Maidstone was a parliamentary constituency represented in the House of Commons of the Parliament of the United Kingdom.

The parliamentary borough of Maidstone returned two Members of Parliament (MPs) from 1552 until 1885, when its representation was reduced to one member. The borough was abolished in 1918 and replaced with a county division of the same name, which was abolished for the 1997 general election, and partially replaced by the new Maidstone and The Weald constituency.

History[edit]

Before the 19th century[edit]

Maidstone was first enfranchised as a parliamentary borough, electing two Members of Parliament, in 1552; at the time it was one of the largest English towns not already represented, and was one of a number of boroughs either enfranchised or re-enfranchised during the reign of Edward VI. However, barely had it won the right than its charter was cancelled after the accession of Mary I as a punishment for the town's part in Wyatt's Rebellion. This was the only recorded instance of a borough's right to return MPs being directly revoked until Grampound was disfranchised for corruption in the 1820s (although there were other cases of temporary suspension or of the right lapsing through disuse in medieval times, when representation was less valued).
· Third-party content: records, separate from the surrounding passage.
//! Episode state machine: movement, gravity, jumping and termination

use serde::{Deserialize, Serialize};

use super::{action::Action, config::SimulatorConfig};
use crate::{
    Result,
    level::{Grid, Tile},
    sim::config::RewardMode,
    types::{Fingerprint, Position},
};

/// Where an episode stands after the most recent turn.
#[derive(Debug, Clone, Copy, PartialEq, Eq, Hash, Serialize, Deserialize)]
#[serde(rename_all = "snake_case")]
pub enum EpisodeStatus {
    Running,
    /// Agent entered a goal tile.
    Goal,
    /// Agent entered a death tile.
    Death,
    /// Turn ceiling reached without touching a terminal tile.
    TimedOut,
}

impl EpisodeStatus {
    pub fn is_ended(self) -> bool {
        self != EpisodeStatus::Running
    }

    pub fn is_goal(self) -> bool {
        self == EpisodeStatus::Goal
    }
}

/// Result of a single [`Simulator::step`].
#[derive(Debug, Clone, Copy, PartialEq, Serialize, Deserialize)]
pub struct StepOutcome {
    pub reward: f64,
    pub status: EpisodeStatus,
    pub position: Position,
}

/// One agent walking through one level.
///
/// The agent starts in the top-left cell and is pulled down one row per turn
/// until it stands on a wall. Each [`Simulator::step`] is one discrete tick.
///
/// # Examples
///
/// ```
/// use aqtion::level::{Grid, GridOptions};
/// use aqtion::sim::{Action, Simulator, SimulatorConfig};
///
/// let grid = Grid::parse("  \n##", &GridOptions::new()).unwrap();
/// let mut sim = Simulator::new(&grid, SimulatorConfig::default());
/// sim.step(Action::Move).unwrap();
/// let outcome = sim.step(Action::Move).unwrap();
/// assert!(outcome.status.is_goal());
/// assert_eq!(sim.reward(), 102.0);
/// ```
#[derive(Debug, Clone)]
pub struct Simulator<'a> {
    grid: &'a Grid,
    config: SimulatorConfig,
    position: Position,
    turn: u32,
    score: i32,
    status: EpisodeStatus,
}

impl<'a> Simulator<'a> {
    pub fn new(grid: &'a Grid, config: SimulatorConfig) -> Self {
        Self::starting_at(grid, config, Position::default())
    }

    /// Start the agent somewhere other than the top-left cell.
    pub fn starting_at(grid: &'a Grid, config: SimulatorConfig, position: Position) -> Self {
        Self {
            grid,
            config,
            position,
            turn: 0,
            score: 0,
            status: EpisodeStatus::Running,
        }
    }

    /// Advance one turn with the chosen action.
    ///
    /// Stepping an ended episode changes nothing and reports the final outcome.
    ///
    /// # Errors
    ///
    /// Strict grid reads only fail if the agent somehow left the padded grid,
    /// which the goal column and death row rule out for every running episode.
    pub fn step(&mut self, action: Action) -> Result<StepOutcome> {
        if self.status.is_ended() {
            return Ok(self.outcome());
        }
        self.turn += 1;

        match action {
            Action::Stay => {}
            Action::Move => {
                let ahead = self.position.right();
                if !self.tile(ahead)?.is_solid() {
                    self.position = ahead;
                }
            }
            Action::Jump => self.jump()?,
        }

        // Gravity: at most one row per tick, even right after a jump.
        if !self.tile(self.position.below())?.is_solid() {
            self.position = self.position.below();
        }

        let reward_mode = self.config.reward_mode;
        match self.tile(self.position)? {
            Tile::Goal => {
                self.score = reward_mode.goal_score(self.position.x);
                self.status = EpisodeStatus::Goal;
            }
            Tile::Death => {
                self.score = RewardMode::DEATH_REWARD;
                self.status = EpisodeStatus::Death;
            }
            _ => {
                self.score = reward_mode.running_score(self.position.x);
                if self.config.max_turns.is_some_and(|limit| self.turn >= limit) {
                    self.status = EpisodeStatus::TimedOut;
                }
            }
        }

        tracing::trace!(
            turn = self.turn,
            %action,
            position = %self.position,
            score = self.score,
            "step"
        );
        Ok(self.outcome())
    }

    // Only a grounded agent can jump. The obstruction test reads the row the
    // agent occupies before each rise, not the row above it; together with the
    // forced one-row drop afterwards this caps the ascent under low ceilings.
    fn jump(&mut self) -> Result<()> {
        if !self.tile(self.position.below())?.is_solid() {
            return Ok(());
        }
        for _ in 0..self.config.jump_height {
            if self.position.y - 1 < 0 {
                break;
            }
            if !matches!(self.tile(self.position)?, Tile::Wall | Tile::Death) {
                self.position.y -= 1;
            }
        }
        Ok(())
    }

    fn tile(&self, pos: Position) -> Result<Tile> {
        self.grid.get(pos.x, pos.y)
    }

    fn outcome(&self) -> StepOutcome {
        StepOutcome {
            reward: self.reward(),
            status: self.status,
            position: self.position,
        }
    }

    /// Value-table key for the agent's current surroundings.
    pub fn fingerprint(&self) -> Fingerprint {
        self.config.window.fingerprint(self.grid, self.position)
    }

    /// Immediate reward for the most recently completed turn.
    pub fn reward(&self) -> f64 {
        f64::from(self.score)
    }

    pub fn score(&self) -> i32 {
        self.score
    }

    pub fn position(&self) -> Position {
        self.position
    }

    pub fn turn(&self) -> u32 {
        self.turn
    }

    pub fn status(&self) -> EpisodeStatus {
        self.status
    }

    pub fn is_ended(&self) -> bool {
        self.status.is_ended()
    }

    pub fn is_goal(&self) -> bool {
        self.status.is_goal()
    }

    pub fn config(&self) -> &SimulatorConfig {
        &self.config
    }

    pub fn grid(&self) -> &Grid {
        self.grid
    }

    /// Visible part of the level with the player marker overlaid.
    ///
    /// The viewport is `screen_width` columns wide: anchored left near the
    /// start, centred on the agent mid-level, anchored right near the goal.
    /// Columns past the grid read as walls. Near the goal the view ends on the
    /// goal column and still spans exactly `screen_width` columns.
    pub fn screen(&self) -> Vec<Vec<Tile>> {
        let screen_width = i32::try_from(self.config.screen_width).unwrap_or(i32::MAX);
        let padded_width = i32::try_from(self.grid.padded_width()).unwrap_or(i32::MAX);
        let max_left = padded_width.saturating_sub(screen_width).max(0);
        let left = (self.position.x - screen_width / 2).clamp(0, max_left);

        let height = i32::try_from(self.grid.height()).unwrap_or(i32::MAX);
        (0..height)
            .map(|y| {
                (left..left.saturating_add(screen_width))
                    .map(|x| {
                        if Position::new(x, y) == self.position {
                            Tile::Player
                        } else {
                            self.grid.get_or_wall(x, y)
                        }
                    })
                    .collect()
            })
            .collect()
    }

    /// [`Simulator::screen`] as printable text, one line per row.
    pub fn render(&self) -> String {
        self.screen()
            .iter()
            .map(|row| row.iter().map(|tile| tile.to_char()).collect::<String>())
            .collect::<Vec<_>>()
            .join("\n")
    }
}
After the death of Mary I, Maidstone's right were restored, and it elected members to the Parliament of 1560, since when the constituency has been continuously represented. The borough consisted of the whole parish of Maidstone, although the boundaries had no practical effect - the right to vote was vested in the freemen of the town, whether or not they were resident within the borough, provided they were not receiving poor relief. In 1833, just after this franchise was reformed by the Great Reform Act, it was estimated that there were 845 freemen, of whom more than 300 lived over seven miles from the town, and 31 of whom were disqualified from voting because they were in receipt of alms. At the 1831 general election, between 600 and 670 men voted.

A borough of this size was too large to fall under the dominance of a local landowner as was usual in the case of the smaller constituencies in the Unreformed Parliament, and Maidstone remained comparatively free with elections sometimes vigorously contested (and usually expensive for the candidates), although the Finch and Marsham families both had a degree of influence over results in the 18th century. Namier describes in detail the Maidstone election of 1761, showing how at this period the organised divisions among the rank-and-file voters in competitive constituencies tended to be religious rather than party-political; the Whig faction in Maidstone drew its strength from the Nonconformists while the Tories were the Anglican establishment. Yet so complicated was the politics of the period that although the local Whigs had asked Rose Fuller, a personal friend of the Whig Prime Minister The Duke of Newcastle, to stand as their candidate Newcastle refused to support him; indeed, Newcastle used his government patronage to force those of the electors employed in the naval dockyard at Chatham to vote for the incumbent Tory MPs, to whom he had already promised his support before Fuller's candidacy was mooted. In the event, though, Fuller succeeded in being elected, many of the government employees defying Newcastle to support him.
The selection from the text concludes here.